## What to do
Lines before the one containing "pub fn rng_from_seed(seed: Option<u64>)" are left out; return that line and every line after it exactly, through the end of the data below.

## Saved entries

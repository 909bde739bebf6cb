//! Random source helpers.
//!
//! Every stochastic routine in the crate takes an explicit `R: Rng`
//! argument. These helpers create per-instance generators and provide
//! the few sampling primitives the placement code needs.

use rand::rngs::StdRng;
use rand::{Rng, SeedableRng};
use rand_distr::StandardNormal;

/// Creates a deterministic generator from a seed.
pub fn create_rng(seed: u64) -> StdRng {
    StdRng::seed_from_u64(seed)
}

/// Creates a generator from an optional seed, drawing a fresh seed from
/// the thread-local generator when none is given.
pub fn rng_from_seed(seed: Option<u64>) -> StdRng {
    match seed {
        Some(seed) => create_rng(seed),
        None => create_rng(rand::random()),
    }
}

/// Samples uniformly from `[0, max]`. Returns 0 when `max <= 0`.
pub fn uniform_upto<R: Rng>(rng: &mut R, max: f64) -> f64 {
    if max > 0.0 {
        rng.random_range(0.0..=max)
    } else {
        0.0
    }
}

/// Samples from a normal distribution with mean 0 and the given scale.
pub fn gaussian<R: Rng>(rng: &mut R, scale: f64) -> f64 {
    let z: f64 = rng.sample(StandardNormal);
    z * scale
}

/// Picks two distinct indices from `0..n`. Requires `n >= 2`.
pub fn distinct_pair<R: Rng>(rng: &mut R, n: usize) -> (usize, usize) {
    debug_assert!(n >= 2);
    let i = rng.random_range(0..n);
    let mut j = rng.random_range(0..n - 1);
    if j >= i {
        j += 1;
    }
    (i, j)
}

## Answer space
pub fn rng_from_seed(seed: Option<u64>) -> StdRng {
    match seed {
        Some(seed) => create_rng(seed),
        None => create_rng(rand::random()),
    }
}

/// Samples uniformly from `[0, max]`. Returns 0 when `max <= 0`.
pub fn uniform_upto<R: Rng>(rng: &mut R, max: f64) -> f64 {
    if max > 0.0 {
        rng.random_range(0.0..=max)
    } else {
        0.0
    }
}

/// Samples from a normal distribution with mean 0 and the given scale.
pub fn gaussian<R: Rng>(rng: &mut R, scale: f64) -> f64 {
    let z: f64 = rng.sample(StandardNormal);
    z * scale
}

/// Picks two distinct indices from `0..n`. Requires `n >= 2`.
pub fn distinct_pair<R: Rng>(rng: &mut R, n: usize) -> (usize, usize) {
    debug_assert!(n >= 2);
    let i = rng.random_range(0..n);
    let mut j = rng.random_range(0..n - 1);
    if j >= i {
        j += 1;
    }
    (i, j)
}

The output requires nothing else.